Hurra, endlich ist es soweit, daß man im wahrsten Sinne des Wortes endlich die ersten Früchte seiner wochenlangen Gartenarbeit ernten kann. Diese bestand, wie wohl bei den meisten anderen Hobbygärtnern auch, aufgrund der anhaltenden Hitze in erster Linie aus der täglichen Bewässerung des Gartens. Und da wo gewässert wurde, musste natürlich auch intensiv das Unkraut bekämpft werden.
Nachdem wir im Gemüsegarten mit den Radieschen irgendwie Pech hatten (die waren allesamt holzig), haben sich die gelben und vor allem aber die grünen Zucchini in den letzten Tagen zu wahren Monstern entwickelt und können nun in allen Variationen den Speiseplan ergänzen. Am liebsten mag ich sie in Scheiben geschnitten, gewürzt und mit etwas Olivenöl angerichtet direkt vom Grill oder aus dem Backofen. Etwas Ciabattabrot dazu und die Mahlzeit ist perfekt. Es geht durchaus auch mal ohne Fleisch.
Beim Obst sieht es derzeit noch etwas Mau aus. Die Ernte der Erdbeeren ist inzwischen vorbei und der Obstgarten gibt im Moment lediglich weiße Johannisbeeren her. Aber: Vorfreude ist die schönste Freude und in naher Zukunft gibt es ja noch einiges mehr vom Baum zu pflücken.
In jeden Garten, auch wenn es kein Nutzgarten ist, gehören einige Bäume oder Sträucher, die Obst tragen. Das kann man je nach dem persönlichen Geschmack mehr oder weniger arbeitsintensiv halten.
Wer keine große Arbeit haben möchte, der pflanzt vielleicht nur einen oder zwei Apfelbäume. Die Äpfel kann man verarbeiten oder lagern, wenn die Apfelsorten das zulassen bis weit in den Winter. Ebenfalls pflegeleicht sind Obststräucher wie Himbeeren, Stachelbeeren oder Johannisbeeren.

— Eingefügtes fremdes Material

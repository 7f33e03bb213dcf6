//! Exam paper assembly and grading
//!
//! An exam is a fixed slice of the generated quiz pool with a time budget.
//! Multiple-choice answers are graded automatically; anything else scores
//! zero here and must be graded by an external reviewer.

use std::collections::HashMap;

use serde::{Deserialize, Serialize};

use crate::{QuestionKind, QuizQuestion, Result, ScholarError};

/// Exam setup
#[derive(Debug, Clone, PartialEq, Eq, Serialize, Deserialize)]
#[serde(default)]
pub struct ExamConfig {
    /// Number of questions taken from the front of the pool
    pub question_count: usize,

    /// Time allowed per multiple-choice question
    pub seconds_per_question: u64,
}

impl Default for ExamConfig {
    fn default() -> Self {
        Self {
            question_count: 5,
            seconds_per_question: 60,
        }
    }
}

impl ExamConfig {
    /// Set question count
    pub fn with_question_count(mut self, count: usize) -> Self {
        self.question_count = count;
        self
    }

    fn validate(&self) -> Result<()> {
        if self.question_count == 0 {
            return Err(ScholarError::ValidationError(
                "exam needs at least one question".to_string(),
            ));
        }
        if self.seconds_per_question == 0 {
            return Err(ScholarError::ValidationError(
                "seconds_per_question must be positive".to_string(),
            ));
        }
        Ok(())
    }
}

/// A ready-to-sit exam paper
#[derive(Debug, Clone, Serialize, Deserialize)]
#[serde(rename_all = "camelCase")]
pub struct Exam {
    pub questions: Vec<QuizQuestion>,

    /// Total time budget in seconds
    pub duration_secs: u64,
}

impl Exam {
    /// Build an exam from the first `question_count` questions of a pool
    pub fn from_pool(pool: &[QuizQuestion], config: &ExamConfig) -> Result<Self> {
        config.validate()?;

        let questions: Vec<QuizQuestion> =
            pool.iter().take(config.question_count).cloned().collect();
        let duration_secs = questions.len() as u64 * config.seconds_per_question;

        Ok(Self {
            questions,
            duration_secs,
        })
    }

    /// Sum of marks over all questions
    pub fn max_score(&self) -> u32 {
        self.questions.iter().map(|q| q.marks).sum()
    }

    /// Grade a set of answers keyed by question id
    pub fn grade(&self, answers: &HashMap<String, String>) -> ExamResult {
        let outcomes: Vec<QuestionOutcome> = self
            .questions
            .iter()
            .map(|q| {
                let chosen = answers.get(&q.id).cloned();
                let marks_obtained = match (q.kind, chosen.as_deref()) {
                    (QuestionKind::Mcq, Some(choice)) if q.is_correct(choice) => q.marks,
                    _ => 0,
                };

                QuestionOutcome {
                    id: q.id.clone(),
                    chosen,
                    correct_answer: q.correct_answer.clone(),
                    marks_obtained,
                    marks: q.marks,
                }
            })
            .collect();

        ExamResult {
            score: outcomes.iter().map(|o| o.marks_obtained).sum(),
            max_score: self.max_score(),
            outcomes,
        }
    }
}

/// Grading outcome for a single question
#[derive(Debug, Clone, PartialEq, Eq, Serialize, Deserialize)]
#[serde(rename_all = "camelCase")]
pub struct QuestionOutcome {
    pub id: String,
    pub chosen: Option<String>,
    pub correct_answer: String,
    pub marks_obtained: u32,
    pub marks: u32,
}

impl QuestionOutcome {
    /// A question counts as passed at half marks or better
    pub fn is_pass(&self) -> bool {
        self.marks_obtained > 0 && self.marks_obtained * 2 >= self.marks
    }
}

/// Result of grading an exam
#[derive(Debug, Clone, Serialize, Deserialize)]
#[serde(rename_all = "camelCase")]
pub struct ExamResult {
    pub score: u32,
    pub max_score: u32,
    pub outcomes: Vec<QuestionOutcome>,
}

impl ExamResult {
    /// Score as a percentage of the maximum (0 for an empty exam)
    pub fn percentage(&self) -> f32 {
        if self.max_score == 0 {
            0.0
        } else {
            self.score as f32 * 100.0 / self.max_score as f32
        }
    }

    /// Number of passed questions
    pub fn passed(&self) -> usize {
        self.outcomes.iter().filter(|o| o.is_pass()).count()
    }
}
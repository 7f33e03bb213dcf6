//! Scholar Configuration Management
//!
//! Handles configuration from environment variables and TOML files,
//! with defaults suitable for interactive use. Algorithm thresholds are
//! fixed constants of the extractors and are not configurable.

use serde::{Deserialize, Serialize};
use std::path::PathBuf;

use crate::exam::ExamConfig;

/// Main application configuration
#[derive(Debug, Clone, Serialize, Deserialize, Default)]
#[serde(default)]
pub struct AppConfig {
    /// Study pipeline configuration
    pub study: StudyConfig,

    /// Exam paper defaults
    pub exam: ExamConfig,

    /// Logging configuration
    pub logging: LoggingConfig,
}

impl AppConfig {
    /// Load configuration from environment variables
    pub fn from_env() -> Result<Self, ConfigError> {
        Self::default().apply_env(|key| std::env::var(key).ok())
    }

    /// Load from a TOML file
    pub fn from_file(path: impl Into<PathBuf>) -> Result<Self, ConfigError> {
        let path = path.into();
        let content = std::fs::read_to_string(&path).map_err(|e| ConfigError::FileReadError {
            path: path.clone(),
            source: e,
        })?;

        toml::from_str(&content).map_err(|e| ConfigError::ParseError {
            path,
            message: e.to_string(),
        })
    }

    /// Merge with environment variables (env takes precedence)
    pub fn with_env_override(self) -> Result<Self, ConfigError> {
        self.apply_env(|key| std::env::var(key).ok())
    }

    /// Override every field whose variable `lookup` returns, whatever its value
    fn apply_env(
        mut self,
        lookup: impl Fn(&str) -> Option<String>,
    ) -> Result<Self, ConfigError> {
        // Study pipeline
        if let Some(seed) = lookup("SCHOLAR_QUIZ_SEED") {
            self.study.quiz_seed = Some(parse_env("SCHOLAR_QUIZ_SEED", seed)?);
        }
        if let Some(concurrent) = lookup("SCHOLAR_CONCURRENT") {
            self.study.concurrent = parse_bool("SCHOLAR_CONCURRENT", concurrent)?;
        }

        // Exam
        if let Some(count) = lookup("SCHOLAR_EXAM_QUESTIONS") {
            self.exam.question_count = parse_env("SCHOLAR_EXAM_QUESTIONS", count)?;
        }

        // Logging
        if let Some(level) = lookup("LOG_LEVEL") {
            self.logging.level = level;
        }
        if let Some(json) = lookup("LOG_JSON") {
            self.logging.json_format = parse_bool("LOG_JSON", json)?;
        }

        Ok(self)
    }
}

fn parse_env<T: std::str::FromStr>(key: &str, value: String) -> Result<T, ConfigError> {
    value.trim().parse().map_err(|_| ConfigError::InvalidValue {
        key: key.to_string(),
        value,
    })
}

fn parse_bool(key: &str, value: String) -> Result<bool, ConfigError> {
    match value.trim().to_lowercase().as_str() {
        "1" | "true" | "yes" | "on" => Ok(true),
        "0" | "false" | "no" | "off" => Ok(false),
        _ => Err(ConfigError::InvalidValue {
            key: key.to_string(),
            value,
        }),
    }
}

/// Study pipeline configuration
#[derive(Debug, Clone, Serialize, Deserialize)]
#[serde(default)]
pub struct StudyConfig {
    /// Fixed seed for quiz distractors and option order.
    /// `None` draws from OS entropy on every run.
    pub quiz_seed: Option<u64>,

    /// Run the four extractors as concurrent blocking tasks
    pub concurrent: bool,

    /// Title used when the input does not provide one
    pub default_title: String,
}

impl Default for StudyConfig {
    fn default() -> Self {
        Self {
            quiz_seed: None,
            concurrent: false,
            default_title: "Untitled".to_string(),
        }
    }
}

/// Logging configuration
#[derive(Debug, Clone, Serialize, Deserialize)]
#[serde(default)]
pub struct LoggingConfig {
    /// Log level (trace, debug, info, warn, error)
    pub level: String,

    /// JSON format for logs
    pub json_format: bool,

    /// Include file/line in logs
    pub include_location: bool,
}

impl Default for LoggingConfig {
    fn default() -> Self {
        Self {
            level: "info".to_string(),
            json_format: false,
            include_location: false,
        }
    }
}

/// Configuration errors
#[derive(Debug, thiserror::Error)]
pub enum ConfigError {
    #[error("Failed to read config file {path}: {source}")]
    FileReadError {
        path: PathBuf,
        #[source]
        source: std::io::Error,
    },

    #[error("Failed to parse config file {path}: {message}")]
    ParseError { path: PathBuf, message: String },

    #[error("Invalid value for {key}: {value}")]
    InvalidValue { key: String, value: String },
}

Anders sieht es mit anderen Obstarten aus. Sie machen zwar wenig Arbeit während sie wachsen, aber die Ernte braucht dann schon etwas Zeit. Das sind beispielsweise Birnen, Pflaumen, Zwetschgen oder Kirschen. Diese Früchte muss man verarbeiten. Was nicht direkt gegessen wird, wird eingefroren, eingekocht oder zu Marmelade, Gelee oder auch Saft verarbeitet. Man kann aber auch die Obsternte bei einer Fruchtsaftkelterei abgeben und bekommt dafür dann Gutscheine. Mit diesen Gutscheinen kann man sich über das Jahr verteilt Saft abholen. Auch das ist eine prima Methode, ein Überangebot an Obst sinnvoll zu verwerten.
Bei anderen Obstarten wie Erdbeeren beispielsweise hat man es selber in der Hand, wie groß die Ernte wird. Man pflanzt eben mehr oder weniger Pflanzen aus. Bei Beeren- und Baumobst ist die Ernte oft von Jahr zu Jahr sehr unterschiedlich, aber mit den einzelnen Büschen und Bäumen hat man auch nicht viel Arbeit. Sie sollten regelmäßig geschnitten werden, damit sie gleichmäßig wachsen, nicht zu hoch werden und guten Ertrag bringen.
Wer den Baumschnitt nicht beherrscht, sollte vielleicht einmal einen Fachmann um Rat fragen und es sich zeigen lassen. Das ist sinnvoller, als es alleine zu probieren. Dabei kann man mehr kaputt machen, als Nutzen entsteht. Exotische Bäume und Sträucher oder empfindliche Pflanzen wie Kiwis oder auch nur Pfirsiche benötigen erheblich mehr Aufwand. Wer solche Bäume haben möchte, der muss sich genau kundig machen, wie sie zu behandeln sind. Das ist dann schon ein Hobby für sich und erfordert mehr Aufwand und Mühe. Aber es kann großen Spaß machen.